Hace poco más de año y medio, en una conversación tuitera con Samuel Pulido, un joven experto en relaciones internacionales que lleva varios años radicado en Bruselas, le conté, como quien no quiere la cosa, que uno era socialdemócrata desde los años universitarios, y mi inteligente e irónico contertulio, ya entonces militante de Podemos, me replicó inmediatamente: "¿Socialdemócrata? Mi más sentido pésame". Era el tiempo (tan reciente y lejano) en que Podemos acaba de obtener su inesperado resultado en las elecciones europeas y Pablo Iglesias afirmaba explícitamente que la socialdemocracia era una antigualla, una forma marchita de hipocresía ideológica, un proyecto político agotado cuyas incesantes concesiones le habían llevado a coincidir en la práctica con la derecha liberal, un dispositivo de defensa del statu quo. Era el argumentario de las izquierdas antisistema de los años sesenta y setenta, para la que, por ejemplo, el desarrollo del Estado de Bienestar consistía en una estrategia de legitimación del capitalismo tardío, más o menos, un complaciente y cómodo engañabobos que nos distraía de la obligación revolucionaria de destruir el opresivo orden vigente. Era un discurso que caló en sectores juveniles de los setenta y empapa también ahora entre a pibes y pibas que consideran absolutamente normal que si se rompen una pierna o sufren un cólico nefrítico serán atendidos médicamente sin que les cueste un céntimo del bolsillo. Es tan normal, en fin, que no tienen por qué apreciarlo especialmente. ¿Estado de Bienestar dice? Eso no es más que un montón de chupetes para tenernos tranquilos y no exterminar de una vez el capitalismo monopólico globalizado y...
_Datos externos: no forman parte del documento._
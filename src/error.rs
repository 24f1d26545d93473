// ============================================================================
// ERREURS DU LEDGER
// ============================================================================
//
// Description:
//   Taxonomie unique des erreurs remontées par les services et les routes.
//   Chaque variante correspond à un code HTTP (voir status_code) et la
//   réponse JSON a toujours la forme { "error": "..." }.
//
// Correspondance HTTP:
//   - Unauthorized            → 401
//   - Forbidden               → 403
//   - NotFound                → 404
//   - Conflict                → 409
//   - erreurs de validation   → 400
//   - Database / Internal     → 500 (message générique, détail dans les logs)
//
// ============================================================================

use actix_web::{http::StatusCode, HttpResponse, ResponseError};
use rust_decimal::Decimal;
use sea_orm::DbErr;
use thiserror::Error;

#[derive(Debug, Error)]
pub enum LedgerError {
    #[error("Authentication required")]
    Unauthorized(String),

    #[error("Forbidden: {0}")]
    Forbidden(String),

    #[error("{0} not found")]
    NotFound(String),

    #[error("{0}")]
    Conflict(String),

    #[error("Insufficient balance: {available} available, {required} required")]
    InsufficientBalance { required: Decimal, available: Decimal },

    #[error("Insufficient stock: {available} available, {requested} requested")]
    InsufficientStock { requested: i32, available: i32 },

    #[error("Insufficient allocation: {available} units remaining, {requested} requested")]
    InsufficientAllocation { requested: i32, available: i32 },

    #[error("Allocation already has {0} units sold and cannot be removed")]
    HasSales(i32),

    #[error("No profit to distribute (net profit: {0})")]
    NoProfit(Decimal),

    #[error("Charges leave a non-positive net amount ({0})")]
    InvalidNetAmount(Decimal),

    #[error("Invalid state: cannot {action} while {current}")]
    InvalidState { current: String, action: String },

    #[error("Allocation exceeds equipment value: {allocated} already allocated of {purchase_price}")]
    AllocationExceedsEquipment { allocated: Decimal, purchase_price: Decimal },

    #[error("Validation failed: {0}")]
    Validation(String),

    #[error("Database error: {0}")]
    Database(#[from] DbErr),

    #[error("Internal error: {0}")]
    Internal(String),
}

impl LedgerError {
    pub fn invalid_state(current: impl ToString, action: &str) -> Self {
        LedgerError::InvalidState {
            current: current.to_string(),
            action: action.to_string(),
        }
    }
}

impl From<validator::ValidationErrors> for LedgerError {
    fn from(errors: validator::ValidationErrors) -> Self {
        LedgerError::Validation(errors.to_string())
    }
}

impl ResponseError for LedgerError {
    fn status_code(&self) -> StatusCode {
        match self {
            LedgerError::Unauthorized(_) => StatusCode::UNAUTHORIZED,
            LedgerError::Forbidden(_) => StatusCode::FORBIDDEN,
            LedgerError::NotFound(_) => StatusCode::NOT_FOUND,
            LedgerError::Conflict(_) => StatusCode::CONFLICT,
            LedgerError::Database(_) | LedgerError::Internal(_) => StatusCode::INTERNAL_SERVER_ERROR,
            _ => StatusCode::BAD_REQUEST,
        }
    }

    fn error_response(&self) -> HttpResponse {
        let message = match self {
            // Le détail reste côté serveur
            LedgerError::Database(e) => {
                log::error!("Database failure: {}", e);
                "Internal server error".to_string()
            }
            LedgerError::Internal(e) => {
                log::error!("Internal failure: {}", e);
                "Internal server error".to_string()
            }
            LedgerError::Unauthorized(reason) => reason.clone(),
            other => other.to_string(),
        };

        HttpResponse::build(self.status_code()).json(serde_json::json!({
            "error": message
        }))
    }
}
Una masa pastelera de radicalismo izquierdoso y unas gotas de progresismo naíf marca 15 de mayo de 2011 -junto a la infección televisiva y a una gestión de redes sociales muy profesionalizada- permitieron dar un buen bocado de votos en el caladero de Izquierda Unida y, gracias a la circunscripción nacional, plantarse con cinco escaños en Estrasburgo. Lo que la gente no acaba de entender -ni dentro ni fuera de la organización morada- es que Podemos es, sobre todo, un instrumento para alcanzar el poder de Iglesias y los suyos. Todo lo demás es secundario, incluyendo, obviamente, lo que se suele llamar "ideales". Por tanto se tomaron dos decisiones: moderar el discurso y dulcificar el programa -ampliar la base socioelectoral- y evitar presentarse con un partido aun en construcción a las elecciones municipales, optando por alianzas y apoyos a fuerzas locales. Porque el partido-forma -más allá del discurso misticoide del apoderamiento- tampoco es lo más importante. De hecho la burbujeante actividad de los círculos en 2014 ha entrado en una etapa de complaciente siesta administrativa. Lo importante es el liderazgo de Iglesias, el uso de la televisión gracias a acuerdos con grandes productoras que algún día se conocerán con detalle, la batalla cotidiana de las redes y la creciente capacidad de polarizar a todos los sectores de la izquierda. Ahora Pablo Iglesias es socialdemócrata y así lo afirma introduciendo sutiles guiños a su parroquia más radical -aquí y ahora no se puede hacer otra cosa", apostilla con velocidad después de enunciar una fofa reforma- en su fulgurante carrera para convertir Podemos es un émulo del PP: igual que el Partido Popular agrupa el voto de conservadores, liberales, democristianos y fachas Iglesias aspira al apoyo de socialdemócratas, socialistas, comunistas y radicales rentabilizando el malestar social existente y el descrédito del PSOE. Lo suyo es improvisación a toda leche, y lo sabe, pero no sé si lo saben mi estimado Samuel y los muchos miles de ciudadanos que se están tragando este oportunismo de andares leninistas como una revolución pacífica en la política española.